Bledsoe, Smith, Cathcart, Johnson & Phelps, San Francisco, and Robert A. Seligson, Oakland, for defendant and respondent.

GIBSON, Chief Justice.

Plaintiff brought this action for injuries sustained while riding in an automobile driven by her sister, who is the defendant in this action. Pursuant to a jury verdict judgment was entered for defendant, and on this appeal plaintiff contends that the court erred in instructing the jury.

Plaintiff's testimony may be summarized as follows: On the morning of the date of the accident plaintiff telephoned defendant in Marin County, where both she and her sister were living, and proposed an automobile trip to arrange for the plaintiff and trees on property owned by plaintiff and located near Reno, Nevada, and also to visit her son, who lived in Reno. Defendant had recently purchased a new automobile, and plaintiff proposed that defendant transport her to Reno and that they spend the night with her son or at a motel. She offered and agreed to pay the expenses of the trip, and defendant acquiesced in the proposal. During the course of the trip plaintiff on two occasions paid for gasoline. They arrived at the Nevada boundary at approximately 2 p. m. and stopped for lunch. Plaintiff purchased two drinks for defendant and paid for her lunch, and they gambled at a local establishment. About 8 p. m. plaintiff suggested going to a motel or continuing on to Reno, but defendant refused and insisted upon returning home, and they started back to Marin County. All driving was done by defendant, and plaintiff estimated defendant's speed at between 55 and 60 miles per hour. Plaintiff remembered nothing about the accident or any oncoming traffic just preceding it.

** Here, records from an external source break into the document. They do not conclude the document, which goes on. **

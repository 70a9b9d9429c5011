//! Type-directed binding of properties into typed configuration.
//!
//! A [`Binder`] walks the [`Shape`] a type describes through [`Describe`]
//! and fills it from a [`bindery_core::PropertySource`]: scalars are resolved
//! and converted, sequences come from `key[i]` entries or a delimited string,
//! mappings from the sub-keys of a prefix, and structs field by field from
//! their value tags. Converters, splitters and validators are pluggable
//! through registries handed to the [`BinderBuilder`].

#![warn(missing_docs, clippy::pedantic)]

extern crate self as bindery_bind;

mod binder;
mod convert;
mod expr;
mod registry;
mod shape;

/// Binder entry points and configuration.
pub use binder::{Binder, BinderBuilder, ContainerValidation};
/// Built-in scalar and duration parsing.
pub use convert::{ParseError, parse_duration, parse_primitive};
/// Boolean expressions over bound values.
pub use expr::{ExprValidator, eval_bool};
/// Converter, splitter and validator registries.
pub use registry::{
    ConvertFn, ConverterRegistry, RegistryError, SplitFn, SplitterRegistry, Validator,
    ValidatorRegistry,
};
/// Shape descriptors and the `Describe` trait.
pub use shape::{Describe, FieldBinding, FieldSpec, Primitive, Shape, ShapeFn, ShapeKind, TypeKey};

/// Derives [`Describe`] for structs with named fields.
///
/// Field attributes:
/// - `#[value("${key:=default}||splitter")]` binds the field from a value tag
///   relative to the struct's key.
/// - `#[bind(embed)]` flattens a nested struct onto the parent's key.
/// - `#[bind(skip)]` leaves the field out; pair it with `#[serde(default)]`.
/// - `#[validate(expr = "$ > 0")]` attaches a rule for the named validator.
///
/// Fields without `#[value]` bind under their own name. An embedded field
/// must itself be a struct; anything else fails with `UnsupportedShape`.
///
/// The container attribute `#[describe(crate = "path")]` replaces the
/// `::bindery_bind` prefix of the generated code, e.g. `"bindery::bind"`.
pub use bindery_macros::Describe;

pub use bindery_core::{BindTarget, Error, ErrorKind, Properties, PropertySource, Result};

Defendant, called as a witness under section 2055 of the Code of Civil Procedure, gave much the same testimony as plaintiff concerning what occurred prior to the return trip. She also testified that after gambling she was tired and wanted to return home, that there was little traffic on the road and that the accident occurred at a point where the road curved to the left. She was proceeding at a speed of about 50 to 55 miles per hour, and as she approached the curve two cars headed towards her, with the second attempting to pass the first. The second car appeared to be in her lane, and its headlights gave her 'trouble.' She became frightened, pulled to the right to avoid the car, and ran into a tree on the side of the road.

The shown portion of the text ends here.